BEGIN Dataset content

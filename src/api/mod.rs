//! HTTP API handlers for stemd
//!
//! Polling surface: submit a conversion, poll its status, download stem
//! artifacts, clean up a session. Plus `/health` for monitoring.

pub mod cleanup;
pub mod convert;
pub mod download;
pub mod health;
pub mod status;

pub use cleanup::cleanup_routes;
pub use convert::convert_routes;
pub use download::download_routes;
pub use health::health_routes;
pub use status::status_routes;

END Dataset content
BEGIN Dataset content

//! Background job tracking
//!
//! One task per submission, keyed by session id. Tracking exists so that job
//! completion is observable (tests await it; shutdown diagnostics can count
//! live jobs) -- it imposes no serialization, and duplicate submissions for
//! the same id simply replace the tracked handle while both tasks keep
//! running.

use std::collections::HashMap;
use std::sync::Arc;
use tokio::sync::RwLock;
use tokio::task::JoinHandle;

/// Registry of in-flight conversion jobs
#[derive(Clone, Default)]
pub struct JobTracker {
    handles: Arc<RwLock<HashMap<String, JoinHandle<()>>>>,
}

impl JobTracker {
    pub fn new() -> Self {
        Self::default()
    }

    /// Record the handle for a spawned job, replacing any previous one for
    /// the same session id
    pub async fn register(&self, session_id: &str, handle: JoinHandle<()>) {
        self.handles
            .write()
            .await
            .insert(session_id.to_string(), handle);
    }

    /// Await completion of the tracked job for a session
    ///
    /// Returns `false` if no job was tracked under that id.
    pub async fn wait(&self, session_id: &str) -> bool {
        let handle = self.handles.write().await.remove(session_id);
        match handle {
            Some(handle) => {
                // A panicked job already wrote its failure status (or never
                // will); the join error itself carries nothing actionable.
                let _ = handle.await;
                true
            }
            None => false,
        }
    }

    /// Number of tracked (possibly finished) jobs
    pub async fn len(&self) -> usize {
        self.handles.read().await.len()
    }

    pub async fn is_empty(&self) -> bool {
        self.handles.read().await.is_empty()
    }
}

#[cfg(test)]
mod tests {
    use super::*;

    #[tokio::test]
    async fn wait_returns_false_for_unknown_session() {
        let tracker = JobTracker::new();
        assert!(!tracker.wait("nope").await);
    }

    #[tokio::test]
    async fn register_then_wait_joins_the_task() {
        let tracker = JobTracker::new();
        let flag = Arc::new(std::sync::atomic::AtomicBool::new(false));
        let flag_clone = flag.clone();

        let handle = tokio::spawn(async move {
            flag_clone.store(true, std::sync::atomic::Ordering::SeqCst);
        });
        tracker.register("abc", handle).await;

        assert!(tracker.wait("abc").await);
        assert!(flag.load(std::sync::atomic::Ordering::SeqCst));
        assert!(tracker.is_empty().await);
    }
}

END Dataset content

Aim of the task:
Every line containing the string "tokio" should be pulled from the listing and copied.

Your response:
use tokio::sync::RwLock;
use tokio::task::JoinHandle;
    #[tokio::test]
    #[tokio::test]
        let handle = tokio::spawn(async move {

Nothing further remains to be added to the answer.